I’ve been working on a small pet project to control my garage doors through my Arduino. This is my first step in a home automation project which will eventually be web based. Because this is going to be a distributed system to control things throughout the house I decided to use i2c as the platform. The chip I decided on for the remote locations was a PCF8574A. It’s called an I/O extender because it gives you 8 digital pins that can be used for input or output and since it hooks into I2C it only takes up the 2 analog pins on the Arduino. I was pretty excited about this and my mind filled with possibilities… then I got the chip.
I ran into several problems using the chip for this project:
1. It is only capable of sourcing .3 mA per pin which isn’t really enough to even power an LED. It can however sink up to 25ma per pin. This means designing the whole circuit in reverse as this forum post pointed out: http://www.arduino.cc/cgi-bin/yabb2/YaBB.pl?num=1173047782/5
2. If you want to use any of the pins as inputs they need to be set to on (HIGH), if they are off(low) then they will not read anything.
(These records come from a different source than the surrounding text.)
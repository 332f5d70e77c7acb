//! # docbulk Store
//!
//! Reference in-memory document store for docbulk.
//!
//! This crate provides:
//! - Versioned documents with conditional writes and conflict detection
//! - Refresh-gated search visibility
//! - Scroll contexts with TTL leases and explicit release
//! - An HTTP-shaped request router (`DocumentServer`)
//!
//! # Architecture
//!
//! Every index keeps two views of its documents: the live map that gets,
//! writes and deletes see, and a searchable snapshot that only changes on
//! refresh. Searches and counts read the snapshot, so a write made with
//! `refresh=false` is readable by id immediately but stays invisible to
//! searches until the next refresh.
//!
//! Every successful write takes the next sequence number of its index;
//! failed writes do not consume one. The primary term is fixed per store.
//!
//! ```
//! use docbulk_store::{DocumentServer, StoreConfig};
//!
//! let server = DocumentServer::new(StoreConfig::default());
//! let reply = server.handle("PUT", "/things/_doc/1?refresh=true", br#"{"title":"hi"}"#);
//! assert_eq!(reply.status, 201);
//!
//! let reply = server.handle("GET", "/things/_doc/1", b"");
//! assert_eq!(reply.status, 200);
//! ```

#![deny(unsafe_code)]
#![warn(missing_docs)]
// Production code MUST NOT use panic!/unwrap()/expect()
#![warn(clippy::unwrap_used, clippy::expect_used, clippy::panic)]

mod config;
mod documents;
mod error;
mod query;
mod scroll;
mod server;

pub use config::StoreConfig;
pub use documents::{DocumentStore, StoredDocument, WriteOp};
pub use error::{StoreError, StoreResult};
pub use query::Query;
pub use scroll::ScrollRegistry;
pub use server::{DocumentServer, StoreReply};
3. This chip is not only made by TI, the same chip is also made by NXP (Philips). One thing to note about the TI chip as opposed to the NXP version is that the TI lacks pull up resistors on each of the pins. Depending on how you use the chip this may cause issues. For me, this resulted in days of inconsistent behavior until I found this post: http://www.arduino.cc/cgi-bin/yabb2/YaBB.pl?num=1233786313/2
4. To properly control each individual pins on the PCF8574A I ended up spending hours coding a serial based menu with the bitwise math to back it up.
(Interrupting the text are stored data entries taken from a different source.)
//! Async transport abstraction.

use crate::error::{ClientError, ClientResult};
use crate::transport::{DocumentTransport, VersionedDocument, WriteAck, WriteRequest};
use async_trait::async_trait;
use docbulk_protocol::{
    BulkAction, BulkItemResponse, ConcurrencyToken, RefreshPolicy, SearchPage, SearchRequest,
};
use std::sync::Arc;
use std::time::Duration;

/// Async counterpart of [`DocumentTransport`].
///
/// Arguments that cross an `.await` are owned.
#[async_trait]
pub trait AsyncDocumentTransport: Send + Sync {
    /// Sends a bulk request; returns one response per action, in order.
    async fn bulk_write(
        &self,
        index: &str,
        actions: Vec<BulkAction>,
        refresh: RefreshPolicy,
    ) -> ClientResult<Vec<BulkItemResponse>>;

    /// Reads a document; `None` if it does not exist.
    async fn get(&self, index: &str, id: &str) -> ClientResult<Option<VersionedDocument>>;

    /// Writes a single document.
    async fn write(&self, index: &str, request: WriteRequest) -> ClientResult<WriteAck>;

    /// Deletes a single document.
    async fn delete(
        &self,
        index: &str,
        id: &str,
        token: Option<ConcurrencyToken>,
        refresh: RefreshPolicy,
    ) -> ClientResult<WriteAck>;

    /// Runs a search.
    async fn search(
        &self,
        index: &str,
        request: SearchRequest,
        scroll: Option<Duration>,
    ) -> ClientResult<SearchPage>;

    /// Fetches the next page of a scroll.
    async fn advance_cursor(&self, scroll_id: &str, ttl: Duration) -> ClientResult<SearchPage>;

    /// Releases a scroll cursor.
    async fn release_cursor(&self, scroll_id: &str) -> ClientResult<()>;

    /// Counts matching documents.
    async fn count(&self, index: &str, query: Option<serde_json::Value>) -> ClientResult<u64>;

    /// Makes all previous writes visible to searches.
    async fn refresh(&self, index: &str) -> ClientResult<()>;
}

/// Adapts a blocking transport to the async trait by running every call on
/// tokio's blocking thread pool.
#[derive(Debug)]
pub struct BlockingTransport<X> {
    inner: Arc<X>,
}

impl<X> BlockingTransport<X> {
    /// Wraps a blocking transport.
    pub fn new(inner: X) -> Self {
        Self {
            inner: Arc::new(inner),
        }
    }

    /// Wraps a shared blocking transport.
    pub fn from_arc(inner: Arc<X>) -> Self {
        Self { inner }
    }

    /// Returns the wrapped transport.
    pub fn inner(&self) -> &Arc<X> {
        &self.inner
    }
}

impl<X> Clone for BlockingTransport<X> {
    fn clone(&self) -> Self {
        Self {
            inner: Arc::clone(&self.inner),
        }
    }
}

impl<X: DocumentTransport + 'static> BlockingTransport<X> {
    async fn offload<R, F>(&self, op: F) -> ClientResult<R>
    where
        F: FnOnce(&X) -> ClientResult<R> + Send + 'static,
        R: Send + 'static,
    {
        let inner = Arc::clone(&self.inner);
        tokio::task::spawn_blocking(move || op(&inner))
            .await
            .map_err(|e| {
                if e.is_cancelled() {
                    ClientError::Cancelled
                } else {
                    ClientError::transport_fatal(format!("blocking transport task failed: {e}"))
                }
            })?
    }
}

#[async_trait]
impl<X: DocumentTransport + 'static> AsyncDocumentTransport for BlockingTransport<X> {
    async fn bulk_write(
        &self,
        index: &str,
        actions: Vec<BulkAction>,
        refresh: RefreshPolicy,
    ) -> ClientResult<Vec<BulkItemResponse>> {
        let index = index.to_string();
        self.offload(move |t| t.bulk_write(&index, &actions, refresh))
            .await
    }

    async fn get(&self, index: &str, id: &str) -> ClientResult<Option<VersionedDocument>> {
        let (index, id) = (index.to_string(), id.to_string());
        self.offload(move |t| t.get(&index, &id)).await
    }

    async fn write(&self, index: &str, request: WriteRequest) -> ClientResult<WriteAck> {
        let index = index.to_string();
        self.offload(move |t| t.write(&index, &request)).await
    }

    async fn delete(
        &self,
        index: &str,
        id: &str,
        token: Option<ConcurrencyToken>,
        refresh: RefreshPolicy,
    ) -> ClientResult<WriteAck> {
        let (index, id) = (index.to_string(), id.to_string());
        self.offload(move |t| t.delete(&index, &id, token, refresh))
            .await
    }

    async fn search(
        &self,
        index: &str,
        request: SearchRequest,
        scroll: Option<Duration>,
    ) -> ClientResult<SearchPage> {
        let index = index.to_string();
        self.offload(move |t| t.search(&index, &request, scroll))
            .await
    }

    async fn advance_cursor(&self, scroll_id: &str, ttl: Duration) -> ClientResult<SearchPage> {
        let scroll_id = scroll_id.to_string();
        self.offload(move |t| t.advance_cursor(&scroll_id, ttl)).await
    }

    async fn release_cursor(&self, scroll_id: &str) -> ClientResult<()> {
        let scroll_id = scroll_id.to_string();
        self.offload(move |t| t.release_cursor(&scroll_id)).await
    }

    async fn count(&self, index: &str, query: Option<serde_json::Value>) -> ClientResult<u64> {
        let index = index.to_string();
        self.offload(move |t| t.count(&index, query.as_ref())).await
    }

    async fn refresh(&self, index: &str) -> ClientResult<()> {
        let index = index.to_string();
        self.offload(move |t| t.refresh(&index)).await
    }
}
5. The relays I purchased for this project may require too much current to switch because I could only switch 1 relay at a time.
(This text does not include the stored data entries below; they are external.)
/// Status and JSON body of a handled request.
#[derive(Debug, Clone, PartialEq, Eq)]
pub struct StoreReply {
    /// HTTP status code.
    pub status: u16,
    /// JSON response body.
    pub body: Vec<u8>,
}

impl StoreReply {
    fn json<T: Serialize>(status: u16, value: &T) -> StoreResult<Self> {
        Ok(Self {
            status,
            body: serde_json::to_vec(value)?,
        })
    }

    fn error(err: &StoreError) -> Self {
        let body = serde_json::to_vec(&err.to_response()).unwrap_or_else(|_| b"{}".to_vec());
        Self {
            status: err.status(),
            body,
        }
    }

    /// Returns true for 2xx statuses.
    pub fn is_success(&self) -> bool {
        (200..300).contains(&self.status)
    }
}

/// Parsed query string.
struct Params(HashMap<String, String>);

impl Params {
    fn parse(query: &str) -> Self {
        Self(
            query
                .split('&')
                .filter(|pair| !pair.is_empty())
                .map(|pair| match pair.split_once('=') {
                    Some((k, v)) => (decode_component(k), decode_component(v)),
                    None => (decode_component(pair), String::new()),
                })
                .collect(),
        )
    }

    fn get(&self, name: &str) -> Option<&str> {
        self.0.get(name).map(String::as_str)
    }

    fn number(&self, name: &str) -> StoreResult<Option<u64>> {
        self.get(name)
            .map(|v| {
                v.parse()
                    .map_err(|_| StoreError::InvalidRequest(format!("[{name}] must be a number, got [{v}]")))
            })
            .transpose()
    }

    fn refresh(&self) -> StoreResult<RefreshPolicy> {
        match self.get("refresh") {
            None => Ok(RefreshPolicy::None),
            Some(value) => Ok(RefreshPolicy::from_param(value)?),
        }
    }

    fn token(&self) -> StoreResult<Option<ConcurrencyToken>> {
        ConcurrencyToken::from_parts(self.number("if_seq_no")?, self.number("if_primary_term")?).map_err(
            |_| StoreError::InvalidRequest("if_seq_no and if_primary_term must be set together".into()),
        )
    }

    fn op_type(&self) -> StoreResult<OpType> {
        match self.get("op_type") {
            None | Some("index") => Ok(OpType::Index),
            Some("create") => Ok(OpType::Create),
            Some(other) => Err(StoreError::InvalidRequest(format!("unknown op_type [{other}]"))),
        }
    }
}

/// Decodes `%XX` escapes and `+` in a path segment or query component.
fn decode_component(raw: &str) -> String {
    let bytes = raw.as_bytes();
    let mut out = Vec::with_capacity(bytes.len());
    let mut i = 0;
    while i < bytes.len() {
        match bytes[i] {
            b'%' if i + 2 < bytes.len() => {
                let hex = std::str::from_utf8(&bytes[i + 1..i + 3]).ok();
                match hex.and_then(|h| u8::from_str_radix(h, 16).ok()) {
                    Some(byte) => {
                        out.push(byte);
                        i += 3;
                        continue;
                    }
                    None => out.push(b'%'),
                }
            }
            b'+' => out.push(b' '),
            other => out.push(other),
        }
        i += 1;
    }
    String::from_utf8_lossy(&out).into_owned()
}

/// Routes HTTP-shaped requests to a [`DocumentStore`] and a
/// [`ScrollRegistry`].
///
/// # Routes
///
/// | method | path |
/// |---|---|
/// | `POST` | `/_bulk`, `/{index}/_bulk` |
/// | `GET` | `/{index}/_doc/{id}` |
/// | `PUT`, `POST` | `/{index}/_doc/{id}`, `/{index}/_create/{id}` |
/// | `POST` | `/{index}/_doc` |
/// | `DELETE` | `/{index}/_doc/{id}` |
/// | `GET`, `POST` | `/{index}/_search`, `/{index}/_count` |
/// | `POST` | `/{index}/_refresh` |
/// | `GET`, `POST` | `/_search/scroll` |
/// | `DELETE` | `/_search/scroll` |
pub struct DocumentServer {
    store: DocumentStore,
    scrolls: ScrollRegistry,
}

impl DocumentServer {
    /// Creates a server with an empty store.
    pub fn new(config: StoreConfig) -> Self {
        Self {
            store: DocumentStore::new(config),
            scrolls: ScrollRegistry::new(),
        }
    }

    /// Returns the document store.
    pub fn store(&self) -> &DocumentStore {
        &self.store
    }

    /// Returns the scroll registry.
    pub fn scrolls(&self) -> &ScrollRegistry {
        &self.scrolls
    }

    /// Handles one request. `path` may carry a query string.
    pub fn handle(&self, method: &str, path: &str, body: &[u8]) -> StoreReply {
        match self.route(method, path, body) {
            Ok(reply) => reply,
            Err(err) => {
                if err.is_client_error() {
                    debug!(method, path, error = %err, "request rejected");
                } else {
                    warn!(method, path, error = %err, "request failed");
                }
                StoreReply::error(&err)
            }
        }
    }

    fn route(&self, method: &str, path: &str, body: &[u8]) -> StoreResult<StoreReply> {
        let (path_only, query) = path.split_once('?').unwrap_or((path, ""));
        let params = Params::parse(query);
        let segments: Vec<String> = path_only
            .split('/')
            .filter(|s| !s.is_empty())
            .map(decode_component)
            .collect();
        let segments: Vec<&str> = segments.iter().map(String::as_str).collect();

        match (method, segments.as_slice()) {
            ("POST", ["_bulk"]) => self.bulk(None, &params, body),
            ("POST", [index, "_bulk"]) => self.bulk(Some(*index), &params, body),
            ("GET" | "POST", ["_search", "scroll"]) => self.advance(body),
            ("DELETE", ["_search", "scroll"]) => self.clear_scroll(body),
            ("GET", [index, "_doc", id]) => {
                let response = self.store.get(index, id)?;
                StoreReply::json(if response.found { 200 } else { 404 }, &response)
            }
            ("PUT" | "POST", [index, "_doc", id]) => {
                self.write(index, Some(id.to_string()), params.op_type()?, &params, body)
            }
            ("PUT" | "POST", [index, "_create", id]) => {
                self.write(index, Some(id.to_string()), OpType::Create, &params, body)
            }
            ("POST", [index, "_doc"]) => self.write(index, None, OpType::Create, &params, body),
            ("DELETE", [index, "_doc", id]) => {
                let response = self
                    .store
                    .delete(index, id, params.token()?, params.refresh()?)?;
                StoreReply::json(200, &response)
            }
            ("GET" | "POST", [index, "_search"]) => self.search(index, &params, body),
            ("GET" | "POST", [index, "_count"]) => self.count(index, body),
            ("POST" | "GET", [index, "_refresh"]) => {
                self.store.refresh(index)?;
                let shards = serde_json::json!({"_shards": {"total": 1, "successful": 1, "failed": 0}});
                StoreReply::json(200, &shards)
            }
            _ => Err(StoreError::NoHandler {
                method: method.to_string(),
                path: path_only.to_string(),
            }),
        }
    }

    fn bulk(&self, index: Option<&str>, params: &Params, body: &[u8]) -> StoreResult<StoreReply> {
        let actions = decode_bulk_body(body)?;
        let response = self.store.bulk(index, actions, params.refresh()?)?;
        StoreReply::json(200, &response)
    }

    fn write(
        &self,
        index: &str,
        id: Option<String>,
        op_type: OpType,
        params: &Params,
        body: &[u8],
    ) -> StoreResult<StoreReply> {
        let (status, response) =
            self.store
                .write(index, id, op_type, params.token()?, body, params.refresh()?)?;
        StoreReply::json(status, &response)
    }

    fn search(&self, index: &str, params: &Params, body: &[u8]) -> StoreResult<StoreReply> {
        let started = Instant::now();
        let request: SearchRequest = if body.is_empty() {
            SearchRequest::new(None, 10)
        } else {
            serde_json::from_slice(body)?
        };
        let max_page = self.store.config().max_page_size;
        if request.size > max_page {
            return Err(StoreError::InvalidRequest(format!(
                "result window is too large, size [{}] exceeds [{max_page}]",
                request.size
            )));
        }

        let query = Query::parse(request.query.as_ref())?;
        let hits = self.store.search(index, &query, request.seq_no_primary_term)?;

        let mut response = match params.get("scroll") {
            Some(ttl) => {
                if request.size == 0 {
                    return Err(StoreError::InvalidRequest(
                        "[size] cannot be [0] in a scroll context".into(),
                    ));
                }
                self.scrolls.open(hits, request.size, self.lease(ttl)?)
            }
            None => {
                let total = TotalHits::exact(hits.len() as u64);
                let page = hits.into_iter().take(request.size as usize).collect();
                SearchResponse {
                    scroll_id: None,
                    took: 0,
                    hits: HitsEnvelope { total, hits: page },
                }
            }
        };
        response.took = started.elapsed().as_millis() as u64;
        StoreReply::json(200, &response)
    }

    fn advance(&self, body: &[u8]) -> StoreResult<StoreReply> {
        let request: ScrollRequest = serde_json::from_slice(body)?;
        let ttl = self.lease(&request.scroll)?;
        let response = self.scrolls.advance(&request.scroll_id, ttl)?;
        StoreReply::json(200, &response)
    }

    fn clear_scroll(&self, body: &[u8]) -> StoreResult<StoreReply> {
        let request: ClearScrollRequest = serde_json::from_slice(body)?;
        let num_freed = self.scrolls.clear(request.scroll_id.iter().map(String::as_str));
        let status = if num_freed == 0 && !request.scroll_id.is_empty() {
            404
        } else {
            200
        };
        StoreReply::json(
            status,
            &ClearScrollResponse {
                succeeded: true,
                num_freed,
            },
        )
    }

    fn count(&self, index: &str, body: &[u8]) -> StoreResult<StoreReply> {
        let request: CountRequest = if body.is_empty() {
            CountRequest::default()
        } else {
            serde_json::from_slice(body)?
        };
        let query = Query::parse(request.query.as_ref())?;
        let count = self.store.count(index, &query)?;
        StoreReply::json(200, &CountResponse { count })
    }

    fn lease(&self, ttl: &str) -> StoreResult<Duration> {
        let ttl = parse_ttl(ttl)?;
        let max = self.store.config().max_scroll_ttl;
        if ttl > max {
            return Err(StoreError::InvalidRequest(format!(
                "scroll keep alive [{}s] exceeds the maximum [{}s]",
                ttl.as_secs(),
                max.as_secs()
            )));
        }
        Ok(ttl)
    }
}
6. Other people didn’t need transistors to switch relays with this chip but I decided to try it anyway and still no luck.
At this point I looked down at the circuit I had built and it hit me that I had wandered into the all too common mistake of over engineering a solution. In this case I was trying to shoehorn this chip into my project regardless that several of these factors above should have tipped me off that this was not the right chip for the job.
So I went back to the drawing board and started looking for other I2C options. I found the Arduino-Tiny project that provides everything you need to run a modified version of the Arduino platform on ATtiny family of chips. And they have a library to make it addressable over I2C! Not only does this fit the need of switching the 2 relays but also opens up a lot of options for imbedding ATtiny chips in projects instead of a whole Arduino!